Some say it is already happening and is going to continue to happen. Pandora’s Jar is already open, and you can’t stop the genetic arms race now. Singer says you might as well learn how to manage the process so we maximize happiness and do the greatest good for the greatest number. But where is the autonomy, the free-will, in that forecast? Are genetically-enhanced superhumans as inevitable as entropy and the heat death of the universe? Or can we make choices that impact the future? If so, individuals will collectively have to decide to enhance or not. We will have to take a position and express an attitude that will influence the way these technologies are viewed and used. The virtue ethics approach in Sandel’s argument says we shouldn’t encourage it. If what motivates the desire for mastery are mere vanity and pure anxiety, we should condemn or strongly discourage the use of genomic technology for personal ‘improvement’ and look down on those who do. The question is, are we willing to confront the lack of courage that often drives our perfectionist fantasies and, thanks to the laws of technological acceleration and unintended consciousness, could possibly become the source of our damnation instead of salvation.
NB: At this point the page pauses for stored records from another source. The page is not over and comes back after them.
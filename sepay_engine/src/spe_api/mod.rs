//! # SePay payment engine public API
//!
//! [`order_flow_api`] is the primary API for creating orders, answering payment status queries, and reconciling the
//! bank transactions reported by the SePay webhook against the order book.
//!
//! # API usage
//!
//! An API instance is created by supplying a database backend that implements
//! [`crate::traits::PaymentGatewayDatabase`]:
//!
//! ```rust,ignore
//! use sepay_engine::{events::EventProducers, OrderFlowApi, SqliteDatabase};
//! let db = SqliteDatabase::new_with_url("sqlite://data/sepay_store.db", 5).await?;
//! let api = OrderFlowApi::new(db, EventProducers::default());
//! let order = api.create_order(Vnd::from(3000)).await?;
//! ```
pub mod order_flow_api;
So the answer to the Marvel Dilemma isn’t to escalate enhancement, like in the world of OSCORP, but to the embrace the X-Men ethic of being more accepting toward the unbidden and biologically-given, learn to tolerate and have faith in each other. Granted that there’s a clear distinction between treatment and enhancement (and there are limit cases where this isn’t cut and dry), we should strive to use genetic technology to prevent disease and suffering, but not to enhance an otherwise healthy human body, especially when the motivation behind the changes isn’t a virtuous one. Perhaps we could prevent the self-fulfilling nightmare of a genetic arms race if we owned up to the negative emotions inspiring it in the first place. This would not lead to human ‘enhancement,’ after all, but a tragic dehumanization cosmetically-masked as ‘progress.’ Why not channel the time and money to genetic solutions to over-population, food and energy shortages, and global warming instead? We often think of using this tech in terms of supersizing ourselves, but, as Singer points out, we could just as well use it to downsize ourselves, lowering the amount of food and energy we need to consume. Wouldn’t that be better for the planet and the future of humankind?